Peter and I have been watching the Gordon Ramsay shows for years, and we enjoy them. They’re reality shows, so you know they’re edited for maximum drama. But I always wonder if everyone else’s food is really as bad as Gordon Ramsay thinks it is. Sure, sometimes it is obviously bad, like when a cake has mold on the bottom (ugh), or the refrigerator’s gone off, and no one realized it. But almost every single episode of Kitchen Nightmares has restauranteurs swearing that whatever may be remiss with their restaurant, it’s not their food. Whereupon Ramsay takes no-thank-you bites of 3 or 4 of their dishes and exclaims them all inedible.
So on our last visit to Las Vegas, we decided to check out one of the Gordon Ramsay themed restaurants there, and late Wednesday night, got a seat at BurGR in the Planet Hollywood casino. I will note that this is not my style in restaurants. First of all, I think the whole gourmet burger thing is overblown — every celebrity chef and celebrity restauranteur has a place which specializes in serving up $8, $15, $25 burgers (see Kerry Simon, Bobby Flay, Emeril Lagasse, Wahlburgers, etc. etc.) And Las Vegas already has plenty of colorful burger joints already, like the Heart Attack Grill and Holsteins Shakes and Buns. It’s definitely a competitive space, and I don’t even care that much for burgers, much less $15 ones.
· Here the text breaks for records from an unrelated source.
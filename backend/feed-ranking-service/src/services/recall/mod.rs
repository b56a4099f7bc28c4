mod collaborative_recall;
mod content_recall;

use crate::config::RecallConfig;
use crate::error::Result;
use crate::models::{CollaborativeCandidate, ContentCandidate};
use async_trait::async_trait;
use std::sync::Arc;
use tracing::info;

pub use collaborative_recall::{recommendations_key, RedisCollaborativeSource};
pub use content_recall::{to_pgvector_literal, PgContentSource};

pub const DEFAULT_CONTENT_SIMILARITY_THRESHOLD: f64 = 0.25;
pub const DEFAULT_CONTENT_LIMIT: i64 = 10;

/// Source of cached collaborative-filtering candidates.
///
/// Must return an empty list for a cold-start user instead of failing.
#[cfg_attr(test, mockall::automock)]
#[async_trait]
pub trait CollaborativeSource: Send + Sync {
    async fn fetch(&self, user_id: &str) -> Result<Vec<CollaborativeCandidate>>;
}

/// Source of embedding-similarity candidates.
///
/// Returns an empty list when the user has no interest embedding. Results are
/// strictly above `threshold`, ordered by descending similarity, at most `limit`.
#[cfg_attr(test, mockall::automock)]
#[async_trait]
pub trait ContentSource: Send + Sync {
    async fn fetch(
        &self,
        user_id: &str,
        threshold: f64,
        limit: i64,
    ) -> Result<Vec<ContentCandidate>>;
}

/// Recall layer: fetches both candidate lists concurrently.
#[derive(Clone)]
pub struct RecallLayer {
    collaborative: Arc<dyn CollaborativeSource>,
    content: Arc<dyn ContentSource>,
    config: RecallConfig,
}

impl RecallLayer {
    pub fn new(
        collaborative: Arc<dyn CollaborativeSource>,
        content: Arc<dyn ContentSource>,
        config: RecallConfig,
    ) -> Self {
        Self {
            collaborative,
            content,
            config,
        }
    }

    /// Either source failing aborts the whole recall; there is no partial result.
    pub async fn recall_candidates(
        &self,
        user_id: &str,
    ) -> Result<(Vec<CollaborativeCandidate>, Vec<ContentCandidate>)> {
        let (collaborative, content) = tokio::try_join!(
            self.collaborative.fetch(user_id),
            self.content.fetch(
                user_id,
                self.config.content_similarity_threshold,
                self.config.content_limit,
            ),
        )?;

        info!(
            user_id = %user_id,
            collaborative = collaborative.len(),
            content = content.len(),
            "Recall completed"
        );

        Ok((collaborative, content))
    }
}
Plus, the Gordon Ramsay restaurants are phenomenally popular in a town which has hundreds of great restaurants to choose from. We first tried to get into Pub at Caesar’s Palace on Monday night, and at 8 pm, the expected wait was 1-1/2 hours. I try to avoid restaurants that make me wait, because I know there’s typically an equally good competitor happy to find me a seat (even if it’s on a card table they have to bring out from the back.) But we had to sate our curiously, so we went to Planet Hollywood earlier on Wednesday night, and went to the magic shop during our 45 minute wait for a table.
To my huge — and pleasant — surprise, it was worth the wait and the money. Between the four of us, we ordered three different kinds of (beef) burgers. Peter got the Uber Cheese Burger (no umlaut), Neil got the Hell’s Kitchen Burger, and I got the Chantarelle Burger. Kelly ordered the truffle Parmesan fries and couldn’t eat them all. Both kids ordered an Oreo cookie shake with creme brulee pudding; I had a banana shake with butterscotch pudding; and Peter had the chocolate shake with caramel pudding.
BurGR delivered up to Gordon Ramsay’s standards, as shown on TV. Peter carefully examined the cook and consistency of all our burgers, and they were all cooked exactly as ordered, and carefully assembled. We’re still trying to reconstruct exactly what was in the burgers, but they were delicious and did not taste like standard grilled ground chuck. One part was that they were grilled over hardwood, but there were other flavorings, and probably alternate ground cuts (yet, not pork) involved. Peter and Neil are notoriously picky eaters, in different ways. Neil, who mostly doesn’t eat, loved his burger so much he was moved to write a review of it — again, mind that this is the kid who generally picks at his food and leaves most of it behind. Peter hates for anything except cheese to touch his meat, but he much enjoyed his taste of my burger, which had arugula, mushroom and figgy jam; as well as of Neil’s, which had spicy sauce, jalapeno peppers, and pickles. The shakes were all amazing, too. You could tell both the thick milkshake at the bottom and the pudding at the top were freshly made, and the pudding and milkshake worked well together. Kelly is open-minded about food so she’s tasted a lot, but she raved her milkshake was the best thing she’s ever tasted in her life.
I also watched the wait-staff. They not only had cute matching uniforms, even their sneakers matched. And the food came out quickly enough. That shouldn’t be a surprise for a restaurant with a small, specialized menu and a consistently full dining room, but I’ve eaten at other restaurants in Las Vegas with a smaller menu, and inexplicably long waits for decidedly rank food.
The only downside was that the restaurant was very noisy, and it was hard to hear each other, even at a small table. It’s the downside of having a restaurant in a casino, because they are notoriously noisy places.
So, yes, the reality here does match up to the hype and reputation. Until and unless I can make burgers like that (and I will try to get close, because I can’t afford $15 burgers every week), Gordon Ramsay is free to critique my cooking. And, no, I don’t have aspirations to be a chef, or run a restaurant, so it’s unlikely to happen.